Dengan mengingat mati, ujungnya adalah sikap penerimaan (ikhlas) terhadap kehidupan ini bahwa tidak saja berisi hal-hal yang menyenangkan, kehidupan juga berisi hal-hal yang menyedihkan. Dan akhirnya sebuah kematian. Dan itu bisa terjadi kapan pun dimanapun. Karena tidak bisa dihindari, maka kewajiban kita untuk bisa menerimanya. Dalam bahasa sederhana Rasulullah ﷺ mengajarkan dengan sabdanya;
أكثروا ذكر هَاذِمِ اللَّذَّاتِ فإنه ما ذكره أحد فى ضيق من العيش إلا وسعه عليه ولا فى سعة إلا ضيقه عليه
“Perbanyaklah mengingat pemutus kelezatan (yaitu kematian) karena jika seseorang mengingatnya saat kehidupannya sempit, maka ia akan merasa lapang dan jika seseorang mengingatnya saat kehidupannya lapang, maka ia tidak akan tertipu dengan dunia (sehingga lalai akan akhirat).” (HR. Ibnu Hibban dan Al-Baihaqi)
Dalam studi tahun 2007, psikolog dari Universitas Kentucky, Nathan DeWall dan Roy Baumesiter, membagi beberapa puluh murid mereka ke dalam dua kelompok. Satu kelompok disuruh memikirkan bagaimana mengalami rasa sakit ketika pergi ke dokter gigi, sementara kelompok lainnya diinstruksikan untuk berkontemplasi mengenai kematian mereka. Kedua kelompok kemudian diminta melengkapi kata-kata, seperti “jo”. Kelompok kedua – yang sudah memikirkan tentang kematian – lebih mungkin membuat kata yang positif, misalnya “jo” menjadi “joy” (bahagia).
Hal ini membuat kedua peneliti menyimpulkan bahwa “kematian merupakan fakta yang mengancam secara psikologis, tetapi ketika orang merenungkannya, kelihatannya sistem otomatis mulai mencari pikiran-pikiran yang membahagiakan”. Simaklah kata-kata indah ‘Umar bin ‘Abdul ‘Aziz, “Aku tidaklah pernah melihat suatu yang yakin kecuali keyakinan akan kematian. Namun sangat disayangkan, sedikit yang mau mempersiapkan diri menghadapinya.” (Tafsir Al Qurthubi)

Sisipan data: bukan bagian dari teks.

//! String content validators
//!
//! Validators for email addresses, URLs and caller-supplied character classes.

use std::sync::LazyLock;

use crate::foundation::{Validate, ValidationError};

static EMAIL_REGEX: LazyLock<regex::Regex> = LazyLock::new(|| {
    regex::Regex::new(
        r"^[a-zA-Z0-9.!#$%&'*+/=?^_`{|}~-]+@[a-zA-Z0-9](?:[a-zA-Z0-9-]{0,61}[a-zA-Z0-9])?(?:\.[a-zA-Z0-9](?:[a-zA-Z0-9-]{0,61}[a-zA-Z0-9])?)*$"
    ).unwrap()
});

/// Schemes that are meaningful without a host component.
const HOSTLESS_SCHEMES: &[&str] = &["mailto", "news", "file", "urn", "data"];

// ============================================================================
// EMAIL VALIDATOR
// ============================================================================

crate::validator! {
    /// Validates email format.
    ///
    /// Syntax only; deliverability is a DNS question (`isDeliverableEmail`).
    pub Email { pattern: regex::Regex } for str;
    rule(self, input) { input.len() <= 254 && self.pattern.is_match(input) }
    error(self, input) { ValidationError::invalid_format("email") }
    new() {
        Self {
            pattern: EMAIL_REGEX.clone(),
        }
    }
    fn email();
}

impl Email {
    /// Domain part of an address, if the input has one.
    #[must_use]
    pub fn domain_of(input: &str) -> Option<&str> {
        input.rsplit_once('@').map(|(_, domain)| domain)
    }
}

// ============================================================================
// URL VALIDATOR
// ============================================================================

/// Validates absolute URLs.
///
/// A scheme is required. Hierarchical schemes (`http`, `https`, `ftp`, ...)
/// must also carry a host.
///
/// # Examples
///
/// ```
/// use sieve_validator::validators::Url;
/// use sieve_validator::foundation::Validate;
///
/// assert!(Url.validate("https://example.se").is_ok());
/// assert!(Url.validate("mailto:jane@example.se").is_ok());
/// assert!(Url.validate("example.se").is_err());
/// ```
#[derive(Debug, Clone, Copy, PartialEq, Eq, Hash)]
pub struct Url;

impl Validate for Url {
    type Input = str;

    fn validate(&self, input: &str) -> Result<(), ValidationError> {
        let parsed = url::Url::parse(input)
            .map_err(|e| ValidationError::invalid_format("url").with_param("reason", e.to_string()))?;

        if HOSTLESS_SCHEMES.contains(&parsed.scheme()) {
            return Ok(());
        }

        match parsed.host_str() {
            Some(host) if !host.is_empty() => Ok(()),
            _ => Err(ValidationError::new("missing_host", "URL must contain a host")),
        }
    }
}

/// Creates a [`Url`] validator.
#[must_use]
pub const fn url() -> Url {
    Url
}

// ============================================================================
// CHARACTER CLASS VALIDATOR
// ============================================================================

/// Validates that a non-empty string consists only of characters from a
/// caller-supplied class (`a-z`, `A-Z0-9_`, ...).
#[derive(Debug, Clone)]
pub struct MatchesPattern {
    class: String,
    pattern: regex::Regex,
}

impl MatchesPattern {
    /// Compiles `^[class]+$`.
    pub fn new(class: &str) -> Result<Self, regex::Error> {
        Ok(Self {
            class: class.to_owned(),
            pattern: regex::Regex::new(&format!("^[{class}]+$"))?,
        })
    }

    /// The character class as supplied.
    #[must_use]
    pub fn class(&self) -> &str {
        &self.class
    }
}

impl Validate for MatchesPattern {
    type Input = str;

    fn validate(&self, input: &str) -> Result<(), ValidationError> {
        if self.pattern.is_match(input) {
            Ok(())
        } else {
            Err(ValidationError::invalid_format("pattern").with_param("class", self.class.clone()))
        }
    }
}

/// Creates a [`MatchesPattern`] validator.
pub fn matches_pattern(class: &str) -> Result<MatchesPattern, regex::Error> {
    MatchesPattern::new(class)
}

// ============================================================================
// TESTS
// ============================================================================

Serangkaian fakta di atas seperti mau memberi penjelasan yang indah ajaran Rasulullah ﷺ untuk banyak mengingat mati. Bukan kemalasan dan keputusasaan yang akan diperoleh, justru mengingat mati membuat kehidupan semakin bergairah, semakin cerdas dan berbuah kebahagiaan. Untuk itu, setiap kali berangkat ke tempat tidur di malam hari, ukurlah sebuah hari tidak saja dari banyaknya buah yang dipetik, tapi juga dari segi banyaknya benih yang ditanam. Maksudnya, uang, barang, pujian, kesenangan mirip dengan buah yang dipetik.
Namun menatap orang dengan mata yang penuh penerimaan, ketulusan untuk mendengarkan, ikhlas memaafkan adalah sebagian benih yang ditanam di hari itu. Persoalan waktu, ia akan berbuah di masa depan. Bangunlah di pagi hari dengan hati yang penuh rasa syukur, lakukan sesuatu yang indah untuk orang-orang yang Anda kasihi. Selebihnya, dekap semuanya dengan senyuman yang penuh keikhlasan.